Send Holiday News That's Not Such a Snooze
Dear Friends, Family and Readers,
Happy holidays! What a year it's been. Wait, wait, wait -- keep reading! We know this appears to be one of those often-officious, spirit-wilting holiday newsletters. They come every year, always with loads to say, sometimes with photos of children losing a battle with adolescence, usually with typos, cliches and gag-worthy puns.
Things couldn't be better in the Bundy household? Great.
But seriously. Here's what's new with us, your Sunday Source family: We're a mite tired of getting these things. We don't care that Patrick passed the bar exam (just like we didn't care when he failed it last year). We don't care that you have outfits that match the fireplace you're positioned in front of. We don't care that Lily lost her first tooth, swallowed it and pooped it out in one piece.
Actually, that's pretty funny. Maybe what this holiday newsletter business needs is a bit of irreverence, or at least self-awareness.

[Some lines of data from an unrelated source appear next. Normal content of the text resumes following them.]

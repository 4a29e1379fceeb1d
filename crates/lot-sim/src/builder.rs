//! Fluent builder for constructing a [`ParkingLot`].

use lot_agent::{AgentStore, SlotStatus, Vehicle};
use lot_behavior::{ParkStats, World};
use lot_core::config::{PARKED_TICKS, PERMANENT};
use lot_core::{LotConfig, SimRng, SlotId, Tick};
use lot_spatial::{Grid, LotLayout, Occupant};
use lot_spawn::{SpawnManager, SpawnQueue};
use tracing::info;

use crate::{ParkingLot, SimError, SimResult};

/// Builder for [`ParkingLot`].
///
/// # Inputs
///
/// | Method          | Default                    |
/// |-----------------|----------------------------|
/// | `new(config)`   | required                   |
/// | `.seed(s)`      | `config.seed`              |
///
/// # Construction order
///
/// 1. Reject NaN probabilities, clamp the rest.
/// 2. Place one slot indicator per physical slot.
/// 3. Park permanent, then temporary vehicles on distinct random slots.
///    If they outnumber the slots, every slot gets a permanent vehicle and
///    no temporary ones are created.
/// 4. Queue the first `min(4, active_vehicles)` moving vehicles.
///
/// # Example
///
/// ```rust,ignore
/// let mut lot = LotBuilder::new(config).seed(7).build()?;
/// lot.run(&mut NoopObserver);
/// ```
pub struct LotBuilder {
    config: LotConfig,
}

impl LotBuilder {
    pub fn new(config: LotConfig) -> Self {
        Self { config }
    }

    /// Override the RNG seed.
    pub fn seed(mut self, seed: u64) -> Self {
        self.config.seed = seed;
        self
    }

    /// Validate the configuration and return a lot at `Tick::ZERO`.
    pub fn build(self) -> SimResult<ParkingLot> {
        // ── Validate ──────────────────────────────────────────────────────
        let probabilities = [
            ("spawn_probability",     self.config.spawn_probability),
            ("reserve_probability",   self.config.reserve_probability),
            ("bad_agent_probability", self.config.bad_agent_probability),
        ];
        for (name, p) in probabilities {
            if p.is_nan() {
                return Err(SimError::Config(format!("{name} is NaN")));
            }
        }
        let mut config = self.config.clamped();

        // ── Slots ─────────────────────────────────────────────────────────
        let layout = LotLayout::standard();
        let sites = layout.slot_sites();
        let mut grid = Grid::new(layout);
        for (i, site) in sites.iter().enumerate() {
            grid.place(Occupant::Slot(SlotId(i as u32)), site.cell)?;
        }
        let mut agents = AgentStore::with_slots(&sites);
        let mut rng = SimRng::new(config.seed);

        // ── Pre-parked vehicles ───────────────────────────────────────────
        if config.perm_vehicles + config.temp_vehicles > sites.len() {
            info!(
                perm  = config.perm_vehicles,
                temp  = config.temp_vehicles,
                slots = sites.len(),
                "parked vehicles exceed slots, clamping"
            );
            config.perm_vehicles = sites.len();
            config.temp_vehicles = 0;
        }

        let slot_ids: Vec<SlotId> = agents.slot_ids().collect();
        let chosen = rng.choose_distinct(&slot_ids, config.perm_vehicles + config.temp_vehicles);
        let (start, end, step) = PARKED_TICKS;
        for (k, slot_id) in chosen.into_iter().enumerate() {
            let parked = if k < config.perm_vehicles {
                PERMANENT
            } else {
                rng.gen_stepped(start, end, step)
            };
            let Some(slot) = agents.slot_mut(slot_id) else { continue };
            slot.status = SlotStatus::Occupied;
            let cell = slot.cell;

            let id = agents.add_vehicle(|id| Vehicle::parked(id, cell, slot_id, parked));
            grid.place(Occupant::Vehicle(id), cell)?;
        }

        // ── Initial queue ─────────────────────────────────────────────────
        let mut stats = ParkStats::default();
        let mut queue = SpawnQueue::new();
        let spawner = SpawnManager::new(&config);
        {
            let mut world = World::new(&mut grid, &mut agents, &mut stats, config.reservation_holding_ticks);
            spawner.seed_queue(&mut world, &mut queue, &mut rng);
        }

        Ok(ParkingLot {
            config,
            clock: Tick::ZERO,
            grid,
            agents,
            stats,
            queue,
            spawner,
            rng,
        })
    }
}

As you can see, we're a bit humbuggy here at the Sunday Source. The past year has been brutal. Three of us got head lice. Plus, we've got Travel section reporters sitting next to us. All they do is book cruises to the tropics.
So do us a favor, and revamp your family newsletter or e-mail. Some advice:
Keep it short. The only thing more tedious than your youngest's graduation is a string of thick paragraphs dedicated to the play-by-play of the ceremony. Tell us one interesting thing about the special event and move on. Anecdotes are always better than meandering prose, and one page is always better than two. Pick three significant events, extract a quick story from them and write it up in four or five tight sentences.
Even better, forget the year's large events and build a letter out of small but important things, says Dan McGroarty, who teaches speechwriting at George Washington University and helped pen George H.W. Bush's first State of the Union address.
"In one sense, these things can be astonishingly banal, which is okay because it's wonderful that we've passed through another year unscathed," McGroarty says.
"But reporting on it at length is not necessary. Sometimes they do read like a résumé for America's most accomplished family, and that can be a little scary. Try to make virtue of the fact that the year rushes by so fast, and just try to present a handful of moments that say, 'We hope you care about this as much as we do.' "
Keep it funny. If funny is not your thing, then get a funny family member to do it. Either way, a spoonful of sugar helps the medicine go down. McGroarty still recalls a friend's letter from 15 years ago that had a memorable one-liner about his daughter, who had just graduated with a degree in criminal justice and "is actively exploring careers in both fields."